Comme le dit très clairement le texte de l’appel, depuis des années, les musulman.es vivant en France sont les cibles de formes de stigmatisation de plus en plus violentes et radicales. Cette stigmatisation se matérialise dans des actes de discrimination quotidiens : 32% des musulman.es qui vivent en France déclarent avoir subi une discrimination dans les 5 dernières années selon la dernière étude de la Dilcrah et ces chiffres atteignent 60% pour les femmes portant un foulard. Ces discriminations ont une dimension institutionnelle et les stigmatisations sont relayées par les pouvoirs publics avec des dérives particulièrement inquiétantes : les déclarations du ministre de l’Education nationale, Jean-Michel Blanquer notamment contre les accompagnatrices de sorties scolaires portant un voile et l’épisode effarant des « signaux faibles de radicalisation » mis en avant par plusieurs circulaires ministérielles en sont des formes les plus récentes.
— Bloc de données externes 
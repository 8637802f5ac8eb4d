//! GA configuration.
//!
//! [`GaConfig`] holds all parameters that control the evolutionary loop.
//! [`CrossoverMethod`] selects how the crossover point is chosen.

use crate::error::{GaError, Result};
use std::fmt;
use std::str::FromStr;

/// How the crossover point is chosen each generation.
///
/// # Examples
///
/// ```
/// use u_genetic::ga::CrossoverMethod;
///
/// let method: CrossoverMethod = "random".parse().unwrap();
/// assert_eq!(method, CrossoverMethod::Random);
/// assert!("uniform".parse::<CrossoverMethod>().is_err());
/// ```
#[derive(Debug, Clone, Copy, PartialEq, Eq, Hash, Default)]
#[cfg_attr(feature = "serde", derive(serde::Serialize, serde::Deserialize))]
#[cfg_attr(feature = "serde", serde(rename_all = "lowercase"))]
pub enum CrossoverMethod {
    /// Point at `length / 2` (integer division).
    #[default]
    Middle,

    /// Point drawn uniformly from `[0, length)`.
    Random,
}

impl FromStr for CrossoverMethod {
    type Err = GaError;

    fn from_str(s: &str) -> Result<Self> {
        match s.trim().to_ascii_lowercase().as_str() {
            "middle" => Ok(CrossoverMethod::Middle),
            "random" => Ok(CrossoverMethod::Random),
            _ => Err(GaError::UnknownCrossoverMethod(s.to_string())),
        }
    }
}

impl fmt::Display for CrossoverMethod {
    fn fmt(&self, f: &mut fmt::Formatter<'_>) -> fmt::Result {
        match self {
            CrossoverMethod::Middle => write!(f, "middle"),
            CrossoverMethod::Random => write!(f, "random"),
        }
    }
}

/// Configuration for the genetic algorithm.
///
/// # Defaults
///
/// ```
/// use u_genetic::ga::{CrossoverMethod, GaConfig};
///
/// let config = GaConfig::default();
/// assert_eq!(config.population_size, 100);
/// assert_eq!(config.mutation_probability, 70);
/// assert_eq!(config.crossover, CrossoverMethod::Middle);
/// assert_eq!(config.max_generations, 10_000);
/// ```
///
/// # Builder Pattern
///
/// ```
/// use u_genetic::ga::{CrossoverMethod, GaConfig};
///
/// let config = GaConfig::default()
///     .with_population_size(50)
///     .with_mutation_probability(30)
///     .with_crossover(CrossoverMethod::Random)
///     .with_seed(42);
/// assert!(config.validate().is_ok());
/// ```
#[derive(Debug, Clone, PartialEq, Eq)]
#[cfg_attr(feature = "serde", derive(serde::Serialize, serde::Deserialize))]
#[cfg_attr(feature = "serde", serde(default))]
pub struct GaConfig {
    /// Number of individuals in every generation.
    pub population_size: usize,

    /// Chance, in percent, that an individual receives one random mutation.
    pub mutation_probability: u32,

    /// Crossover point policy.
    pub crossover: CrossoverMethod,

    /// Generation cap. The run stops once the counter exceeds it.
    pub max_generations: usize,

    /// Fitness at which the run counts as converged.
    pub target_fitness: i64,

    /// Random seed for reproducibility.
    ///
    /// `None` seeds from system entropy.
    pub seed: Option<u64>,
}

impl Default for GaConfig {
    fn default() -> Self {
        Self {
            population_size: 100,
            mutation_probability: 70,
            crossover: CrossoverMethod::Middle,
            max_generations: 10_000,
            target_fitness: 100,
            seed: None,
        }
    }
}

impl GaConfig {
    /// Sets the population size.
    pub fn with_population_size(mut self, n: usize) -> Self {
        self.population_size = n;
        self
    }

    /// Sets the mutation probability (percent).
    ///
    /// Not clamped: out-of-range values are reported by [`validate`](Self::validate).
    pub fn with_mutation_probability(mut self, percent: u32) -> Self {
        self.mutation_probability = percent;
        self
    }

    /// Sets the crossover method.
    pub fn with_crossover(mut self, method: CrossoverMethod) -> Self {
        self.crossover = method;
        self
    }

    /// Sets the generation cap.
    pub fn with_max_generations(mut self, n: usize) -> Self {
        self.max_generations = n;
        self
    }

    /// Sets the convergence fitness.
    pub fn with_target_fitness(mut self, fitness: i64) -> Self {
        self.target_fitness = fitness;
        self
    }

    /// Sets the random seed.
    pub fn with_seed(mut self, seed: u64) -> Self {
        self.seed = Some(seed);
        self
    }

    /// Validates the configuration.
    pub fn validate(&self) -> Result<()> {
        if self.population_size == 0 {
            return Err(GaError::InvalidPopulationSize);
        }
        if self.mutation_probability > 100 {
            return Err(GaError::InvalidMutationProbability(
                self.mutation_probability,
            ));
        }
        Ok(())
    }
}

#[cfg(test)]
mod tests {
    use super::*;

    #[test]
    fn test_default_config() {
        let config = GaConfig::default();
        assert_eq!(config.population_size, 100);
        assert_eq!(config.mutation_probability, 70);
        assert_eq!(config.crossover, CrossoverMethod::Middle);
        assert_eq!(config.max_generations, 10_000);
        assert_eq!(config.target_fitness, 100);
        assert!(config.seed.is_none());
    }

    #[test]
    fn test_builder_pattern() {
        let config = GaConfig::default()
            .with_population_size(50)
            .with_mutation_probability(10)
            .with_crossover(CrossoverMethod::Random)
            .with_max_generations(500)
            .with_target_fitness(80)
            .with_seed(42);

        assert_eq!(config.population_size, 50);
        assert_eq!(config.mutation_probability, 10);
        assert_eq!(config.crossover, CrossoverMethod::Random);
        assert_eq!(config.max_generations, 500);
        assert_eq!(config.target_fitness, 80);
        assert_eq!(config.seed, Some(42));
    }

    #[test]
    fn test_validate_ok() {
        assert!(GaConfig::default().validate().is_ok());
        assert!(GaConfig::default()
            .with_mutation_probability(0)
            .validate()
            .is_ok());
        assert!(GaConfig::default()
            .with_mutation_probability(100)
            .validate()
            .is_ok());
        assert!(GaConfig::default()
            .with_population_size(1)
            .validate()
            .is_ok());
    }

    #[test]
    fn test_validate_zero_population() {
        let config = GaConfig::default().with_population_size(0);
        assert_eq!(config.validate(), Err(GaError::InvalidPopulationSize));
    }

    #[test]
    fn test_validate_mutation_out_of_range() {
        let config = GaConfig::default().with_mutation_probability(101);
        assert_eq!(
            config.validate(),
            Err(GaError::InvalidMutationProbability(101))
        );
    }

    #[test]
    fn test_crossover_parse() {
        assert_eq!("middle".parse(), Ok(CrossoverMethod::Middle));
        assert_eq!("Random".parse(), Ok(CrossoverMethod::Random));
        assert_eq!(" MIDDLE ".parse(), Ok(CrossoverMethod::Middle));
        assert_eq!(
            "two-point".parse::<CrossoverMethod>(),
            Err(GaError::UnknownCrossoverMethod("two-point".into()))
        );
    }

    #[test]
    fn test_crossover_display_roundtrip() {
        for method in [CrossoverMethod::Middle, CrossoverMethod::Random] {
            assert_eq!(method.to_string().parse(), Ok(method));
        }
    }

    #[cfg(feature = "serde")]
    #[test]
    fn test_serde_partial_config() {
        let config: GaConfig =
            serde_json::from_str(r#"{"population_size": 50, "crossover": "random"}"#).unwrap();
        assert_eq!(config.population_size, 50);
        assert_eq!(config.crossover, CrossoverMethod::Random);
        assert_eq!(config.mutation_probability, 70);

        let bad = serde_json::from_str::<GaConfig>(r#"{"crossover": "uniform"}"#);
        assert!(bad.is_err());
    }
}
L’émotion créée par l’agression subie par une mère de famille au conseil régional de Bourgogne-Franche-Comté le 11 octobre aura été un double déclencheur. Celui d’une vague médiatique sans précédent de discours racistes et islamophobes venant aussi bien de responsables politiques que d’« experts » et de polémistes en tout genre saturant l’espace public.
Mais, fort heureusement elle aura été aussi à l’origine d’une nouvelle prise de conscience de l’ampleur et de la diffusion du racisme explicite visant les musulman.es –une islamophobie qu’il faut qualifier comme telle – et devant lesquelles le cadre légal de l’Etat, censé garantir l’égalité, la dignité et l’intégrité de toutes et tous, vacille de plus en plus. Pour la plupart des organisations progressistes et de gauche, l’urgence à réagir s’est imposée et cette mobilisation est en tous points rassurante : elle dit le refus de la haine, elle dit la solidarité, elle dit la défense de la participation pleine et entière des musulman.es de France en tant que citoyen.nes et en tant que musulman.e.s, à la vie de la cité sans que cela déroge en quoi que ce soit à la laïcité.
Comme lors de toutes les mobilisations sur ces questions, aussi centrales que clivantes dans le débat public et politique en France, d’aucun.es s’inquiètent, blâment et remettent en cause la justesse de cet appel à marcher. Il est effectivement un fait incontournable : en France, défendre la liberté de conscience et de culte en général, et la reconnaissance de la place de l’islam dans l’espace public n’est pas toujours évident pour une partie des organisations de gauche, voire pour la gauche au sens large. Ces dernières s’empêtrent dans une forme d’injonction contradictoire entre défense historique de la laïcité et lutte contre l’islamophobie.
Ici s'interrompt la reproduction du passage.